The number of lines with the string "true" in the listing below is all that should be reported.

Records shown:
--- START ---

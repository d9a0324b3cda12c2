//! Readiness probing.
//!
//! # Responsibilities
//! - Decide whether the launched backend accepts connections yet
//! - Bound every attempt with its own short timeout
//!
//! # Design Decisions
//! - The supervisor owns the polling loop; a probe is a single attempt
//! - Any connect error counts as "not ready", never as a failure

use async_trait::async_trait;
use std::time::Duration;
use tokio::net::TcpStream;
use tokio::time;

use crate::backend::LoopbackServer;

/// One readiness check against the backend.
#[async_trait]
pub trait ReadinessProbe: Send + Sync {
    async fn is_ready(&self, server: &LoopbackServer) -> bool;
}

/// Ready once a TCP connection to `host:port` succeeds.
#[derive(Debug, Clone)]
pub struct TcpProbe {
    connect_timeout: Duration,
}

impl TcpProbe {
    pub fn new(connect_timeout: Duration) -> Self {
        Self { connect_timeout }
    }
}

#[async_trait]
impl ReadinessProbe for TcpProbe {
    async fn is_ready(&self, server: &LoopbackServer) -> bool {
        let connect = TcpStream::connect((server.host.as_str(), server.port));
        match time::timeout(self.connect_timeout, connect).await {
            Ok(Ok(_stream)) => true,
            Ok(Err(e)) => {
                tracing::trace!(server = %server, error = %e, "Probe: connection failed");
                false
            }
            Err(_) => {
                tracing::trace!(server = %server, "Probe: connect timed out");
                false
            }
        }
    }
}
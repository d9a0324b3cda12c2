//! HTTP response → adapter response translation.
//!
//! # Responsibilities
//! - Carry status and headers over to the runtime's response shape
//! - Encode the body as text when it is valid UTF-8, base64 otherwise
//!
//! # Design Decisions
//! - Encoding is exact: decoding the produced body with the request-side
//!   rules yields the original bytes
//! - Repeated header values are joined with ", "

use axum::http::{HeaderMap, StatusCode};
use base64::engine::general_purpose::STANDARD;
use base64::Engine;
use bytes::Bytes;
use std::collections::BTreeMap;

use crate::http::event::AdapterResponse;

/// Build the runtime response for an upstream (or in-process) reply.
pub fn to_adapter_response(
    status: StatusCode,
    headers: &HeaderMap,
    body: Bytes,
) -> AdapterResponse {
    let (body, is_base64_encoded) = encode_body(body);
    AdapterResponse {
        status_code: status.as_u16(),
        headers: flatten_headers(headers),
        body,
        is_base64_encoded,
    }
}

/// Text when the bytes are valid UTF-8, base64 (flag set) otherwise.
pub fn encode_body(body: Bytes) -> (String, bool) {
    match String::from_utf8(body.to_vec()) {
        Ok(text) => (text, false),
        Err(_) => (STANDARD.encode(&body), true),
    }
}

fn flatten_headers(headers: &HeaderMap) -> BTreeMap<String, String> {
    let mut flat: BTreeMap<String, String> = BTreeMap::new();
    for (name, value) in headers {
        let value = String::from_utf8_lossy(value.as_bytes()).into_owned();
        flat.entry(name.as_str().to_string())
            .and_modify(|existing| {
                existing.push_str(", ");
                existing.push_str(&value);
            })
            .or_insert(value);
    }
    flat
}

#[cfg(test)]
mod tests {
    use super::*;
    use crate::http::event::InvocationEvent;
    use crate::http::request::body_bytes;
    use axum::http::HeaderValue;

    #[test]
    fn test_text_body_passes_through() {
        let mut headers = HeaderMap::new();
        headers.insert("content-type", HeaderValue::from_static("application/json"));
        let response = to_adapter_response(
            StatusCode::OK,
            &headers,
            Bytes::from_static(b"{\"translatedText\":\"bonjour\"}"),
        );
        assert_eq!(response.status_code, 200);
        assert_eq!(response.body, "{\"translatedText\":\"bonjour\"}");
        assert!(!response.is_base64_encoded);
        assert_eq!(response.headers["content-type"], "application/json");
    }

    #[test]
    fn test_binary_body_is_base64() {
        let response = to_adapter_response(
            StatusCode::OK,
            &HeaderMap::new(),
            Bytes::from_static(&[0xff, 0xfe, 0x00]),
        );
        assert!(response.is_base64_encoded);
        assert_eq!(response.body, "//4A");
    }

    #[test]
    fn test_repeated_headers_are_joined() {
        let mut headers = HeaderMap::new();
        headers.append("vary", HeaderValue::from_static("origin"));
        headers.append("vary", HeaderValue::from_static("accept"));
        let response = to_adapter_response(StatusCode::NO_CONTENT, &headers, Bytes::new());
        assert_eq!(response.headers["vary"], "origin, accept");
        assert_eq!(response.body, "");
    }

    #[test]
    fn test_body_round_trip() {
        let samples: Vec<Vec<u8>> = vec![
            Vec::new(),
            b"plain ascii".to_vec(),
            "h\u{e9}llo \u{1F600}".as_bytes().to_vec(),
            vec![0xc3, 0x28],
            (0u8..=255).collect(),
            vec![0x00; 17],
        ];

        for original in samples {
            let (body, is_base64_encoded) = encode_body(Bytes::from(original.clone()));
            let event = InvocationEvent {
                body: Some(serde_json::Value::String(body)),
                is_base64_encoded,
                ..Default::default()
            };
            assert_eq!(body_bytes(&event).unwrap().to_vec(), original);
        }
    }
}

--- END ---

Written solution: 2